##### DATA FOR REVIEW #####

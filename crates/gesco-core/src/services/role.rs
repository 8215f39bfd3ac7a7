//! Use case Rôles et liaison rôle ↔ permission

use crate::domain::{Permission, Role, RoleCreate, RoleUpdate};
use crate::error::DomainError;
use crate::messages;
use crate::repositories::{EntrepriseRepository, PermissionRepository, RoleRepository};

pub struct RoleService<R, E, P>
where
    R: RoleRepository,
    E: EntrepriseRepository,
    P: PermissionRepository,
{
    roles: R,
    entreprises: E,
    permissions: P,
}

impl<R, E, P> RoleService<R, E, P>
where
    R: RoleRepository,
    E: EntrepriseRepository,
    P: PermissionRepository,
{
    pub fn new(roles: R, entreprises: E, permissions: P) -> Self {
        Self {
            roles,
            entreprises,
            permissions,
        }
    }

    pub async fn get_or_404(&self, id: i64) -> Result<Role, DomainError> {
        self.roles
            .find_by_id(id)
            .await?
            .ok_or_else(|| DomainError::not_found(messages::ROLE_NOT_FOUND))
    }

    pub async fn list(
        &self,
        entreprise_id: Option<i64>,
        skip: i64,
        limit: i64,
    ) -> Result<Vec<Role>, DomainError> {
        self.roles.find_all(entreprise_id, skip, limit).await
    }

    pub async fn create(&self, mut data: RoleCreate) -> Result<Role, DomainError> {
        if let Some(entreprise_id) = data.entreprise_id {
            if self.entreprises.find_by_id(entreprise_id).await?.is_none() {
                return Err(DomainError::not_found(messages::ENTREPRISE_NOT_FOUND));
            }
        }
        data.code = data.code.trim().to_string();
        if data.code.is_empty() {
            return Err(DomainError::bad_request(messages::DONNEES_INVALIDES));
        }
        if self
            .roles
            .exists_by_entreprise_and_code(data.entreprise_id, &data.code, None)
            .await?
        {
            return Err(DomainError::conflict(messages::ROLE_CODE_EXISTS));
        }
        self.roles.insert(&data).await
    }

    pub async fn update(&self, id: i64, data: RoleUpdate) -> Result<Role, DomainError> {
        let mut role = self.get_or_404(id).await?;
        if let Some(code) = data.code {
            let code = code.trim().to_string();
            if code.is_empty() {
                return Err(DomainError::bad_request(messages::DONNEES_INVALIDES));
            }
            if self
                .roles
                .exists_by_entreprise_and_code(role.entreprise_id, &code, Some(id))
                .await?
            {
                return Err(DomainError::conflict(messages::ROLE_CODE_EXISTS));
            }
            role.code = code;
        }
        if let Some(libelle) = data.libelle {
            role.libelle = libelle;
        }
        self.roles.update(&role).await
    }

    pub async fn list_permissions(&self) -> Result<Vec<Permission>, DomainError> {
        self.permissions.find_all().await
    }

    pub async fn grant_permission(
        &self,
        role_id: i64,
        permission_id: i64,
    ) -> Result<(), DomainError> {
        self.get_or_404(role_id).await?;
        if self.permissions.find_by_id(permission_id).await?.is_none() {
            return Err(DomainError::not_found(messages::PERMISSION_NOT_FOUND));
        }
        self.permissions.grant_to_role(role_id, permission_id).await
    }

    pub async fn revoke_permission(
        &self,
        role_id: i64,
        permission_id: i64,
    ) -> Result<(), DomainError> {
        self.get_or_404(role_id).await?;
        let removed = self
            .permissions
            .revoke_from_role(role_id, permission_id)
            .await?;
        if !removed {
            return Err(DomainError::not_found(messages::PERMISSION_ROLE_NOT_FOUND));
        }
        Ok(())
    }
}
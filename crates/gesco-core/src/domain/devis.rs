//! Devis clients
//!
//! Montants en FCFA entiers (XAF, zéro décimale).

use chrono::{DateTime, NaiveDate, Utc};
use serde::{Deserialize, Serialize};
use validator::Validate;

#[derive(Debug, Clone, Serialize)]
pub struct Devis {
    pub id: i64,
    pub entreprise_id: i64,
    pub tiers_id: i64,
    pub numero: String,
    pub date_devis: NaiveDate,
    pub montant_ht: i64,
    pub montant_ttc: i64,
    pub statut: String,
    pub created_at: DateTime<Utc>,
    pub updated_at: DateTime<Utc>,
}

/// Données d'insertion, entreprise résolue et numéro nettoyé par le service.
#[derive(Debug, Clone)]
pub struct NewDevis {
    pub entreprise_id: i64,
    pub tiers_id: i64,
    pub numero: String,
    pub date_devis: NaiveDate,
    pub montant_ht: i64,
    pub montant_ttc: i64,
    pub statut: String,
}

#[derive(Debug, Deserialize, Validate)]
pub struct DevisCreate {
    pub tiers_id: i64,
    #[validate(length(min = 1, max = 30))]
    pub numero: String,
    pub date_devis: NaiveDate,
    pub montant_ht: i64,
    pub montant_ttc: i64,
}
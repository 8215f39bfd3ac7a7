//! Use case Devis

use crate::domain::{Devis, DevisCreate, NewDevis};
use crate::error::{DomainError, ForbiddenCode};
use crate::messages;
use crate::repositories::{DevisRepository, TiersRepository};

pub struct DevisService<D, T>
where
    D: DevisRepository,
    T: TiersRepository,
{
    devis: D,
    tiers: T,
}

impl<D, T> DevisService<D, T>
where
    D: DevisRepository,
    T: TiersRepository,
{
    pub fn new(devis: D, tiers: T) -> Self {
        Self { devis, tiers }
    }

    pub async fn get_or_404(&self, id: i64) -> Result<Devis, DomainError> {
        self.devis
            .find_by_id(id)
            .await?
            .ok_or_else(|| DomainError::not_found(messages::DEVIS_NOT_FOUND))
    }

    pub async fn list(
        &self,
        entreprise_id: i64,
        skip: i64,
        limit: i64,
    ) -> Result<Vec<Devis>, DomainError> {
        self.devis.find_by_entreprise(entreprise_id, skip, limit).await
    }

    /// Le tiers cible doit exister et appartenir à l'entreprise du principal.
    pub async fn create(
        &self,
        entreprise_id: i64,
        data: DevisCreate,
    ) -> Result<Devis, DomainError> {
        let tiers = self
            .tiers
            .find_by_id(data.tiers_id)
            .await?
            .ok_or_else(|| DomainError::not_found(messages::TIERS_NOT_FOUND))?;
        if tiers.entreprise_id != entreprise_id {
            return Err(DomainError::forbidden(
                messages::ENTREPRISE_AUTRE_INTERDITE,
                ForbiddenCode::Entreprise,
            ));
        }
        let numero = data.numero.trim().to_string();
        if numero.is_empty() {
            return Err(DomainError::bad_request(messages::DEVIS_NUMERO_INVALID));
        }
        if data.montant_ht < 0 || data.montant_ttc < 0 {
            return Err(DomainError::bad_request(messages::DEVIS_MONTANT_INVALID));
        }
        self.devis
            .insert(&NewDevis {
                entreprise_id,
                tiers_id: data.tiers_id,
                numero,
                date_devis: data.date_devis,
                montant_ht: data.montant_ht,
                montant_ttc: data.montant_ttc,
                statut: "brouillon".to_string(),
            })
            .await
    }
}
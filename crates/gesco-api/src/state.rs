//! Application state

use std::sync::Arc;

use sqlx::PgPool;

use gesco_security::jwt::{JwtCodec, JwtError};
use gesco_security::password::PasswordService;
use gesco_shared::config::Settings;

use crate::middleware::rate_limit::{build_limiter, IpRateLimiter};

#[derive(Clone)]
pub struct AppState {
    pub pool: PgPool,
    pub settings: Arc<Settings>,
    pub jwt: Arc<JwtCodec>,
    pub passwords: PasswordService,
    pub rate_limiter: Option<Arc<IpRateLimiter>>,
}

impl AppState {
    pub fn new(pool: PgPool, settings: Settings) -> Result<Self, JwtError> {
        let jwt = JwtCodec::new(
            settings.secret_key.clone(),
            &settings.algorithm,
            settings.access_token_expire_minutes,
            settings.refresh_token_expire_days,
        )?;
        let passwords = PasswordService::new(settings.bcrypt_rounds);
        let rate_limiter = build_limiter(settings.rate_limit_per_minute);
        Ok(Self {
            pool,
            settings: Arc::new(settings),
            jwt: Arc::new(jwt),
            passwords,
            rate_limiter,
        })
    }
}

#####

◆ **EXERCISE OBJECTIVE**
Go through the entries. Report every line that contains the word "IpRateLimiter".

◆ **EXPECTED OUTPUT**
use crate::middleware::rate_limit::{build_limiter, IpRateLimiter};
    pub rate_limiter: Option<Arc<IpRateLimiter>>,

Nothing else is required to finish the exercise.